French Unions in Massive,
May Day Demonstrations
by Jeff Apter, Paris
SPECIAL TO THE UE NEWS
One of the biggest and most united trade union demonstrations seen since France was freed from Nazi occupation in 1944
took place on May 1 when at least 1.3 million people took to the streets in the country’s cities, towns and villages against the racist
and anti-immigrant policies of the extreme right-wing party, the National Front.
Police figures, always very cautious in their assessments, stated that at least 400,000 marched in Paris with another
million more in the rest of the country. The organizers claimed much higher figures and said that up to one million people rallied in the
French capital. The exact figures probably will never be known. But there was general agreement that the demonstrations were a powerful
warning that France’s unions will not tolerate racism.
France’s union federations, led by the CGT and CFDT, the two biggest, demonstrated peacefully to show their abhorrence
of the ideas of the ultra-right policies of National Front leader Jean-Marie Le Pen. The march followed the first round of
presidential election on April 21. In a shock result, Le Pen won 16.9 percent of the vote, narrowly besting Socialist Prime Minister Lionel
Jospin, who with 16.1 percent was beaten into third place in the French presidential election. Conservative President Jacques
Chirac came out on top — but with only 19 percent of the vote — the lowest ever for an incumbent. Only the top two candidates go
into the run-off.
The reason Le Pen beat Jospin was less a vote in favor of the extreme right-wing leader but because Jospin’s various
partners in his administration and some small progressive parties put up their own candidates, massively splitting the left vote,
resulting in his elimination.
Only the top two candidates go into the run-off.
The unions said that Le Pen’s racist and anti-union policies were unacceptable and turned the traditional May Day
demonstration into a peaceful mass rally to unite trade unionists against the ultra right-wing leader’s anti-union ideas.
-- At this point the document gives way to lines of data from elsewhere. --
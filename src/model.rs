// This Source Code Form is subject to the terms of the Mozilla Public
// License, v. 2.0. If a copy of the MPL was not distributed with this
// file, You can obtain one at http://mozilla.org/MPL/2.0/.

//! The user-supplied physical model.
//!
//! This trait is the one compile-time extension surface: a driver describes
//! its cloud/disk/envelope by implementing analytic functions of position.
//! Every method must be pure and cheap; the grid builder and the raytracer
//! call them from multiple threads (hence the `Sync + Send` bound), and the
//! sampler calls `density` millions of times.
//!
//! Per-partner and per-species quantities are written through out-parameter
//! slices so the inner loops never allocate.

use nalgebra::Vector3;

/// Analytic description of the physical conditions throughout the model
/// volume. Positions are in metres from the model centre.
pub trait Model: Sync + Send {
    /// Number of collision-partner density components this model supplies.
    fn num_densities(&self) -> usize;

    /// Number of molecular species this model supplies abundances for.
    fn num_species(&self) -> usize;

    /// Number density of each collision partner \[m^-3\]. `out` has
    /// `num_densities()` elements.
    fn density(&self, pos: &Vector3<f64>, out: &mut [f64]);

    /// Kinetic and dust temperature \[K\]. A non-positive dust temperature
    /// means "use the kinetic temperature".
    fn temperature(&self, pos: &Vector3<f64>) -> [f64; 2];

    /// Fractional abundance of each species relative to the first collision
    /// partner. `out` has `num_species()` elements.
    fn abundance(&self, pos: &Vector3<f64>, out: &mut [f64]);

    /// Turbulent Doppler b-parameter \[m/s\].
    fn doppler(&self, pos: &Vector3<f64>) -> f64;

    /// Bulk velocity \[m/s\].
    fn velocity(&self, pos: &Vector3<f64>) -> Vector3<f64>;

    /// Magnetic field \[T\]; only consulted when polarised images are
    /// requested.
    fn magfield(&self, _pos: &Vector3<f64>) -> Option<Vector3<f64>> {
        None
    }

    /// Gas-to-dust mass ratio.
    fn gas_to_dust(&self, _pos: &Vector3<f64>) -> f64 {
        100.0
    }

    /// Optional override of the grid-sampling weight at a position; when
    /// `None` the weight follows the configured [`Sampling`]
    /// selector.
    ///
    /// [`Sampling`]: crate::params::Sampling
    fn sample_weight(&self, _pos: &Vector3<f64>) -> Option<f64> {
        None
    }
}
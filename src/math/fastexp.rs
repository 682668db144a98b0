// This Source Code Form is subject to the terms of the Mozilla Public
// License, v. 2.0. If a copy of the MPL was not distributed with this
// file, You can obtain one at http://mozilla.org/MPL/2.0/.

//! Table-driven approximation of `e^-x` for non-negative arguments.
//!
//! The line-profile evaluation calls `exp` once per line per segment per
//! photon; the library call dominates the photon engine's run time if used
//! directly. The argument is split into an integer multiple of
//! 2^-`FAST_EXP_NUM_BITS` (table lookup) and a residual smaller than the
//! table spacing, corrected by a Taylor series truncated at
//! `FAST_EXP_MAX_TAYLOR`. Arguments outside `[0, FAST_EXP_MAX_ARG)` fall back
//! to the library `exp`.

use lazy_static::lazy_static;

use crate::constants::{FAST_EXP_MAX_ARG, FAST_EXP_MAX_TAYLOR, FAST_EXP_NUM_BITS};

/// Table spacing.
const STEP: f64 = 1.0 / (1 << FAST_EXP_NUM_BITS) as f64;

lazy_static! {
    static ref TABLE: Vec<f64> = {
        let n = (FAST_EXP_MAX_ARG / STEP) as usize + 1;
        (0..n).map(|i| (-(i as f64) * STEP).exp()).collect()
    };
}

/// `e^-x`, accurate to ~1e-11 over the table range.
#[inline]
pub fn fast_exp(x: f64) -> f64 {
    if !(0.0..FAST_EXP_MAX_ARG).contains(&x) {
        return (-x).exp();
    }
    let i = (x * (1 << FAST_EXP_NUM_BITS) as f64) as usize;
    let r = x - i as f64 * STEP;
    // Truncated Taylor expansion of e^-r for r in [0, STEP).
    let mut corr = 1.0;
    let mut term = 1.0;
    for k in 1..=FAST_EXP_MAX_TAYLOR {
        term *= -r / k as f64;
        corr += term;
    }
    TABLE[i] * corr
}

#[cfg(test)]
mod tests {
    use super::*;
    use approx::assert_abs_diff_eq;

    #[test]
    fn matches_library_exp_inside_range() {
        for &x in &[0.0, 1e-8, 0.3, 1.0, 4.7, 21.9, 63.99] {
            assert_abs_diff_eq!(fast_exp(x), (-x as f64).exp(), epsilon = 1e-10);
        }
    }

    #[test]
    fn falls_back_outside_range() {
        assert_abs_diff_eq!(fast_exp(-2.0), (2.0f64).exp(), epsilon = 1e-9);
        assert_abs_diff_eq!(fast_exp(500.0), 0.0, epsilon = 1e-200);
    }
}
And on May 5 many unionists supported Chirac — not because they wanted a conservative, but because he was the only
candidate opposing extreme right-wing ideas in the run-off for the presidency.
Parliamentary elections in June delivered a decisive mandate to Chirac’s center-right party, with disappointing results
for pro-union parties. However, in sharp contrast to the first round of presidential voting, Le Pen’s National Front failed to gain a
single seat. The June election was also characterized by a record-high abstention — voter turnout was 61 percent, high by American
standards but a shocking result for France.
(This story has been updated from the version
published in the print-edition of the UE News).